A dead Bili ape, revealing its noticeably large size (http://www.factzoo.com/mammals)
Also, very large ground nests constructed by Bili apes have been found that compare with those created by gorillas; normal chimps build smaller, tree-borne nests. Further evidence of the Bili ape's great size comes from local Bondo hunters, who distinguish two distinct apes - 'tree-beaters' (normal chimps) and 'lion-killers' (the Bili apes). The latter earn their name from their combined size and ferocity, a mix potent enough to ensure their terrestrial safety even in a jungle profusely populated by lions and leopards.
Indeed, so unafraid of these great cats are the Bili apes that according to media claims they hoot loudly when the moon rises and sets - an activity unknown among normal, smaller chimps, who avoid doing so in case they attract predators. However, these latter claims have been denied by Amsterdam University field researcher Cleve Hicks, who spent a year with colleagues tracking Bili apes during from mid-2005 to June 2006, followed by a second study spanning July 2006-February 2007.

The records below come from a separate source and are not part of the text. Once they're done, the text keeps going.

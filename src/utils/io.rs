//! File I/O primitives with consistent error handling.

use crate::error::{Error, Result};
use std::fs;
use std::io::{self, Write};
use std::path::{Path, PathBuf};
use std::process;

/// Read file contents with standardized error handling.
///
/// Never creates the file. A missing file is reported as "file not found"
/// rather than the raw OS message.
pub fn read_file(path: &Path, operation: &str) -> Result<String> {
    fs::read_to_string(path).map_err(|e| {
        let message = if e.kind() == io::ErrorKind::NotFound {
            format!("file not found: {}", path.display())
        } else {
            format!("failed to read {}: {}", path.display(), e)
        };
        Error::internal_io(message, Some(operation.to_string())).with_cause(e)
    })
}

/// Write content to file atomically (write to a sibling temp file, then rename).
///
/// Readers see either the old content or the new content, never a partial
/// write. Permissions of an existing target are carried over.
pub fn write_file_atomic(path: &Path, content: &str, operation: &str) -> Result<()> {
    let io_err = |e: io::Error, step: &str| {
        Error::internal_io(
            format!("failed to write {}: {}", path.display(), e),
            Some(format!("{} ({})", operation, step)),
        )
        .with_cause(e)
    };

    let filename = path.file_name().ok_or_else(|| {
        Error::internal_io(
            format!("Invalid path: {}", path.display()),
            Some(operation.to_string()),
        )
    })?;
    let parent = match path.parent() {
        Some(p) if !p.as_os_str().is_empty() => p,
        _ => Path::new("."),
    };

    let perms = fs::metadata(path).map(|m| m.permissions()).ok();

    let mut attempt: u32 = 0;
    let (tmp_path, mut file) = loop {
        let candidate: PathBuf = parent.join(format!(
            ".{}.tmp.{}.{}",
            filename.to_string_lossy(),
            process::id(),
            attempt
        ));
        match fs::OpenOptions::new()
            .write(true)
            .create_new(true)
            .open(&candidate)
        {
            Ok(f) => break (candidate, f),
            Err(e) if e.kind() == io::ErrorKind::AlreadyExists => attempt += 1,
            Err(e) => return Err(io_err(e, "create temp")),
        }
    };

    let written = file
        .write_all(content.as_bytes())
        .and_then(|_| file.sync_all())
        .map_err(|e| io_err(e, "write temp"));
    drop(file);

    if let Err(err) = written {
        let _ = fs::remove_file(&tmp_path);
        return Err(err);
    }

    if let Some(p) = perms {
        let _ = fs::set_permissions(&tmp_path, p);
    }

    fs::rename(&tmp_path, path).map_err(|e| {
        let _ = fs::remove_file(&tmp_path);
        io_err(e, "rename")
    })
}

#[cfg(test)]
mod tests {
    use super::*;
    use std::io::Write;
    use tempfile::{tempdir, NamedTempFile};

    #[test]
    fn read_file_succeeds_for_existing_file() {
        let mut temp = NamedTempFile::new().unwrap();
        writeln!(temp, "test content").unwrap();

        let content = read_file(temp.path(), "test read").unwrap();
        assert!(content.contains("test content"));
    }

    #[test]
    fn read_file_reports_missing_file_without_creating_it() {
        let dir = tempdir().unwrap();
        let missing = dir.path().join("version.go");

        let err = read_file(&missing, "test read").unwrap_err();
        assert_eq!(err.code.as_str(), "internal.io_error");
        assert!(err.message.starts_with("file not found"));
        assert!(!missing.exists());
    }

    #[test]
    fn write_file_atomic_replaces_content_and_leaves_no_temp() {
        let dir = tempdir().unwrap();
        let path = dir.path().join("version.go");
        fs::write(&path, "old").unwrap();

        write_file_atomic(&path, "new content", "test write").unwrap();

        assert_eq!(fs::read_to_string(&path).unwrap(), "new content");
        let entries: Vec<_> = fs::read_dir(dir.path()).unwrap().collect();
        assert_eq!(entries.len(), 1);
    }

    #[cfg(unix)]
    #[test]
    fn write_file_atomic_keeps_permissions() {
        use std::os::unix::fs::PermissionsExt;

        let dir = tempdir().unwrap();
        let path = dir.path().join("version.go");
        fs::write(&path, "old").unwrap();
        fs::set_permissions(&path, fs::Permissions::from_mode(0o640)).unwrap();

        write_file_atomic(&path, "new", "test write").unwrap();

        let mode = fs::metadata(&path).unwrap().permissions().mode() & 0o777;
        assert_eq!(mode, 0o640);
    }

    #[test]
    fn write_file_atomic_returns_error_for_missing_dir() {
        let result = write_file_atomic(
            Path::new("/nonexistent/dir/file.txt"),
            "content",
            "test write",
        );
        let err = result.unwrap_err();
        assert_eq!(err.code.as_str(), "internal.io_error");
    }
}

Particularly noticeable is the presence of a pronounced sagittal crest running along the top of one of the original skulls collected by the Belgian army officer, and also on a Bili ape skull found by Ammann in 1996 - because this crest, normally an indication of powerful jaws as the jaw muscles are attached to it, is characteristic of gorillas, not of chimps. Conversely, the facial anatomy of the Bili skulls is decidedly chimp-like, not gorilla-like. In addition, hair samples taken from Bili ape ground nests have been shown to contain mitochondrial DNA similar to that of chimps, and the fruit-rich content of examined faecal droppings is again consistent with a chimp identity - although, perplexingly, the droppings themselves outwardly resemble those of gorillas.

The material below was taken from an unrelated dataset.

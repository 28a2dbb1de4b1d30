//! Version reported by `clibuild --version`.
//!
//! Rewritten in place by `clibuild update version src/version.rs [NEW VERSION]`.

pub const VERSION: &str = "v0.0.3";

So what is the Bili ape - a gorilla-sized chimp (freak population?/new subspecies?/new species?), an aberrant form of gorilla (freak population?/new subspecies?/new species?) that has evolved certain chimp-like anatomical and behavioural characteristics, or even possibly a genuine chimpanzee-gorilla hybrid? No confirmed crossbreeding between chimp and gorilla has ever been recorded, but the two species are sufficiently similar genetically to engender viable offspring. Mitochondrial DNA is passed down exclusively from the maternal parent, so if such interspecific matings are indeed occurring they must involve female chimps and male gorillas, to explain why the mitochondrial DNA from the Bili ape samples is chimp-like.
Happily, however, the Bili ape's identity was eventually unmasked. Comprehensive DNA analyses, including nuclear DNA (thus shedding light on both the maternal and the paternal lineages of the Bili ape), had been underway since autumn 2003 at Omaha's Henry Doorly Zoo, under the auspices of conservation geneticist Dr Ed Louis, and involving DNA comparisons with gorillas, chimps, and also bonobos (pygmy chimps).

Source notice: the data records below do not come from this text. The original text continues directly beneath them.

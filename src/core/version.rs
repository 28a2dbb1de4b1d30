use std::fmt;
use std::path::Path;
use std::str::FromStr;

use crate::error::{Error, Result};
use crate::utils::{io, parser};
use crate::validator::{validate, Field, Rule};

/// Shape of the version declaration line, chosen by file extension.
#[derive(Debug, Clone, Copy, PartialEq, Eq)]
pub enum Declaration {
    /// `const VERSION string = "v0.0.3"`
    Plain,
    /// `pub const VERSION: &str = "v0.0.3";`
    Rust,
}

impl Declaration {
    pub fn for_path(path: &Path) -> Self {
        if path.extension().is_some_and(|ext| ext == "rs") {
            Declaration::Rust
        } else {
            Declaration::Plain
        }
    }

    pub fn matches(&self, line: &str) -> bool {
        match self {
            Declaration::Plain => line.starts_with("const VERSION string"),
            Declaration::Rust => {
                line.strip_prefix("pub ").unwrap_or(line).starts_with("const VERSION: &str")
            }
        }
    }

    /// Format a fresh declaration. For Rust the visibility of `existing` is kept.
    pub fn render(&self, existing: &str, version: &str) -> String {
        match self {
            Declaration::Plain => format!("const VERSION string = \"{}\"", version),
            Declaration::Rust => {
                let vis = if existing.starts_with("pub ") { "pub " } else { "" };
                format!("{}const VERSION: &str = \"{}\";", vis, version)
            }
        }
    }
}

#[derive(Debug, Clone, Copy, PartialEq, Eq, Default)]
pub enum Bump {
    #[default]
    Patch,
    Minor,
    Major,
}

impl Bump {
    pub fn as_str(&self) -> &'static str {
        match self {
            Bump::Patch => "patch",
            Bump::Minor => "minor",
            Bump::Major => "major",
        }
    }
}

impl fmt::Display for Bump {
    fn fmt(&self, f: &mut fmt::Formatter<'_>) -> fmt::Result {
        f.write_str(self.as_str())
    }
}

impl FromStr for Bump {
    type Err = ();

    fn from_str(s: &str) -> std::result::Result<Self, Self::Err> {
        match s {
            "patch" => Ok(Bump::Patch),
            "minor" => Ok(Bump::Minor),
            "major" => Ok(Bump::Major),
            _ => Err(()),
        }
    }
}

/// Increment a dotted version string.
///
/// The third `.`-separated segment is the patch and must be numeric; other
/// segments are kept as written, so `V1.2.3` and `v1.2.3.4` bump cleanly.
/// `Minor` and `Major` also need a numeric minor, or a major made of digits
/// after an optional letter prefix such as `v`. Returns None otherwise, or
/// when there are fewer than three segments.
pub fn increment_version(version: &str, bump: Bump) -> Option<String> {
    let mut parts: Vec<String> = version.split('.').map(str::to_string).collect();
    if parts.len() < 3 {
        return None;
    }

    let patch: u64 = parts[2].parse().ok()?;

    match bump {
        Bump::Patch => {
            parts[2] = patch.checked_add(1)?.to_string();
        }
        Bump::Minor => {
            let minor: u64 = parts[1].parse().ok()?;
            parts[1] = minor.checked_add(1)?.to_string();
            parts[2] = "0".to_string();
        }
        Bump::Major => {
            let digits_at = parts[0].find(|c: char| c.is_ascii_digit())?;
            let (prefix, digits) = parts[0].split_at(digits_at);
            if !prefix.chars().all(|c| c.is_ascii_alphabetic()) {
                return None;
            }
            let major: u64 = digits.parse().ok()?;
            parts[0] = format!("{}{}", prefix, major.checked_add(1)?);
            parts[1] = "0".to_string();
            parts[2] = "0".to_string();
        }
    }

    Some(parts.join("."))
}

/// Replace the first declaration line in `content`.
///
/// All other lines are copied unchanged; empty lines at the end of the
/// content are dropped and the result ends with a single newline. Returns
/// None when no line declares the version.
pub fn rewrite_declaration(
    content: &str,
    declaration: Declaration,
    new_version: &str,
) -> Option<String> {
    let mut replaced = false;
    let mut output = String::with_capacity(content.len() + new_version.len());

    for line in parser::lines_trimmed_end(content) {
        if !replaced && declaration.matches(line) {
            output.push_str(&declaration.render(line, new_version));
            replaced = true;
        } else {
            output.push_str(line);
        }
        output.push('\n');
    }

    replaced.then_some(output)
}

fn require_version_file(version_file: &str) -> Result<()> {
    validate(&[Field::new("version_file", version_file).with_rules(&[Rule::NotEmpty, Rule::IsFile])])
}

/// Read the quoted version literal from the first declaration line.
pub fn read_version(version_file: &str) -> Result<String> {
    require_version_file(version_file)?;

    let path = Path::new(version_file);
    let content = io::read_file(path, "read version file")?;
    let declaration = Declaration::for_path(path);

    content
        .split('\n')
        .find(|line| declaration.matches(line))
        .and_then(parser::extract_quoted)
        .ok_or_else(|| Error::version_not_found(version_file))
}

/// Compute the next version of the file's current declaration.
pub fn read_next(version_file: &str, bump: Bump) -> Result<String> {
    let current = read_version(version_file)?;
    increment_version(&current, bump).ok_or_else(|| {
        Error::version_invalid(
            version_file,
            &current,
            "expected a numeric patch segment after MAJOR.MINOR",
        )
    })
}

/// The current version with its patch segment incremented.
pub fn read_next_patch(version_file: &str) -> Result<String> {
    read_next(version_file, Bump::Patch)
}

/// Rewrite the declaration line in `version_file` to carry `new_version`.
///
/// The file is replaced atomically. No implicit increment happens here;
/// callers resolve an empty request before calling (see [`bump_version`]).
pub fn update_version(version_file: &str, new_version: &str) -> Result<()> {
    validate(&[
        Field::new("version_file", version_file).with_rules(&[Rule::NotEmpty, Rule::IsFile]),
        Field::new("new_version", new_version).rule(Rule::NotEmpty),
    ])?;

    let path = Path::new(version_file);
    let content = io::read_file(path, "read version file")?;

    let updated = rewrite_declaration(&content, Declaration::for_path(path), new_version)
        .ok_or_else(|| Error::version_not_found(version_file))?;

    io::write_file_atomic(path, &updated, "write version file")?;
    log_status!("version", "Updated {} to {}", version_file, new_version);

    Ok(())
}

/// Resolve a requested version and write it.
///
/// `None`, an empty string or `patch` means the next patch release; `minor`
/// and `major` bump those segments; anything else is written as given.
/// Returns the version written.
pub fn bump_version(version_file: &str, requested: Option<&str>) -> Result<String> {
    let requested = requested.unwrap_or("").trim();

    let new_version = if requested.is_empty() {
        read_next(version_file, Bump::Patch)?
    } else if let Ok(bump) = requested.parse::<Bump>() {
        read_next(version_file, bump)?
    } else {
        requested.to_string()
    };

    update_version(version_file, &new_version)?;
    Ok(new_version)
}
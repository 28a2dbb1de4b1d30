//! Terminate signals and the text printed with them.
//!
//! Inner code never ends the process. Anything that wants to stop the run
//! (help, usage errors, handler failures) returns an [`Exit`], and only the
//! outermost entry point writes it out and turns it into a process status.

use std::io::{self, Write};
use std::process::ExitCode;

use crate::error::Result;
use crate::gate::Usage;

#[derive(Debug, Clone, Copy, PartialEq, Eq)]
pub enum Stream {
    Stdout,
    Stderr,
}

#[derive(Debug, Clone, PartialEq, Eq)]
pub struct Exit {
    pub code: u8,
    pub stream: Stream,
    pub text: String,
}

/// Result of a step that may ask the entry point to terminate.
pub type Flow<T = ()> = std::result::Result<T, Exit>;

impl Exit {
    pub fn new(code: u8, stream: Stream, text: impl Into<String>) -> Self {
        Self {
            code,
            stream,
            text: text.into(),
        }
    }

    pub fn success() -> Self {
        Self::new(0, Stream::Stdout, String::new())
    }

    pub fn is_success(&self) -> bool {
        self.code == 0
    }

    /// Write the text to its stream. A closed pipe is not an error.
    pub fn emit(&self) {
        if self.text.is_empty() {
            return;
        }
        let result = match self.stream {
            Stream::Stdout => write_text(&mut io::stdout().lock(), &self.text),
            Stream::Stderr => write_text(&mut io::stderr().lock(), &self.text),
        };
        if let Err(e) = result {
            if e.kind() != io::ErrorKind::BrokenPipe {
                eprintln!("failed to write output: {}", e);
            }
        }
    }

    /// Emit and convert into the process status.
    pub fn finish(self) -> ExitCode {
        self.emit();
        ExitCode::from(self.code)
    }
}

fn write_text(out: &mut impl Write, text: &str) -> io::Result<()> {
    out.write_all(text.as_bytes())?;
    out.flush()
}

pub fn exit_code_to_u8(code: i32) -> u8 {
    if code <= 0 {
        0
    } else if code >= 255 {
        255
    } else {
        code as u8
    }
}

/// Turn a handler result into a terminate signal.
///
/// User-input errors are printed with the command's usage and description so
/// the caller can correct the invocation; every other error is printed bare.
pub fn handle_command_error<T>(result: Result<T>, usage: &Usage) -> Flow {
    match result {
        Ok(_) => Ok(()),
        Err(err) if err.code.is_user_input() => Err(Exit::new(
            1,
            Stream::Stderr,
            format!("{}\n{}", err, usage.render()),
        )),
        Err(err) => Err(Exit::new(
            1,
            Stream::Stderr,
            format!("Error running command:\n\n{}\n", err),
        )),
    }
}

So too had analyses of mitochondrial DNA taken from faecal samples conducted by Dr Cleve Hicks and other Amsterdam University colleagues, who had also examined these primates' behaviour in the field. And in 2006, this latter team announced that their findings all confirmed that the Bili ape belongs to a known subspecies of chimp – the eastern chimpanzee Pan troglodytes schweinfurthii. Presumably, therefore, the Bili ape's very distinctive morphological features have evolved through its population's isolation from others of this subspecies but involve relatively little change at the genetic level. After years of mystery and intrigue, the riddle of the Bili ape had at last been solved.
This ShukerNature post is excerpted from my book The Encyclopaedia of New and Rediscovered Animals (Coachwhip: Landisville, 2012).